Evolution of the cytoskeleton

Affiliations
Review

Evolution of the cytoskeleton

Harold P Erickson. Bioessays. 2007 Jul.

Abstract

The eukaryotic cytoskeleton appears to have evolved from ancestral precursors related to prokaryotic FtsZ and MreB. FtsZ and MreB show 40-50% sequence identity across different bacterial and archaeal species. Here I suggest that this represents the limit of divergence that is consistent with maintaining their functions for cytokinesis and cell shape. Previous analyses have noted that tubulin and actin are highly conserved across eukaryotic species, but so divergent from their prokaryotic relatives as to be hardly recognizable from sequence comparisons.
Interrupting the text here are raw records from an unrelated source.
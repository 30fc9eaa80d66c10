//! Error types for upstream calls and request parameters.

use thiserror::Error;

/// Failure talking to one of the third-party APIs.
#[derive(Error, Debug)]
pub enum UpstreamError {
    /// Transport-level failure (connect, timeout, TLS, body read).
    #[error("request failed: {0}")]
    Http(#[from] reqwest::Error),

    /// The service answered with a non-success status.
    #[error("{service} returned status {status}")]
    Status {
        service: &'static str,
        status: reqwest::StatusCode,
    },

    /// The service answered 2xx but the payload was not usable.
    #[error("invalid response from {service}: {detail}")]
    InvalidResponse {
        service: &'static str,
        detail: String,
    },
}

/// The `country` query parameter did not name a supported country.
#[derive(Error, Debug, Clone, PartialEq, Eq)]
#[error("unsupported country code: {0}")]
pub struct UnknownCountry(pub String);

#[cfg(test)]
mod tests {
    use super::*;

    #[test]
    fn test_unknown_country_message() {
        let err = UnknownCountry("XX".to_string());
        assert_eq!(err.to_string(), "unsupported country code: XX");
    }

    #[test]
    fn test_invalid_response_message() {
        let err = UpstreamError::InvalidResponse {
            service: "randomuser.me",
            detail: "empty results".to_string(),
        };
        assert_eq!(
            err.to_string(),
            "invalid response from randomuser.me: empty results"
        );
    }
}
One suggestion for this extreme divergence of tubulin and actin is that it occurred as they evolved very different functions from FtsZ and MreB. I will present new arguments favoring this suggestion, and speculate on pathways. Moreover, the extreme conservation of tubulin and actin across eukaryotic species is not due to an intrinsic lack of variability, but is attributed to their acquisition of elaborate mechanisms for assembly dynamics and their interactions with multiple motor and binding proteins. A new structure-based sequence alignment identifies amino acids that are conserved from FtsZ to tubulins. The highly conserved amino acids are not those forming the subunit core or protofilament interface, but those involved in binding and hydrolysis of GTP.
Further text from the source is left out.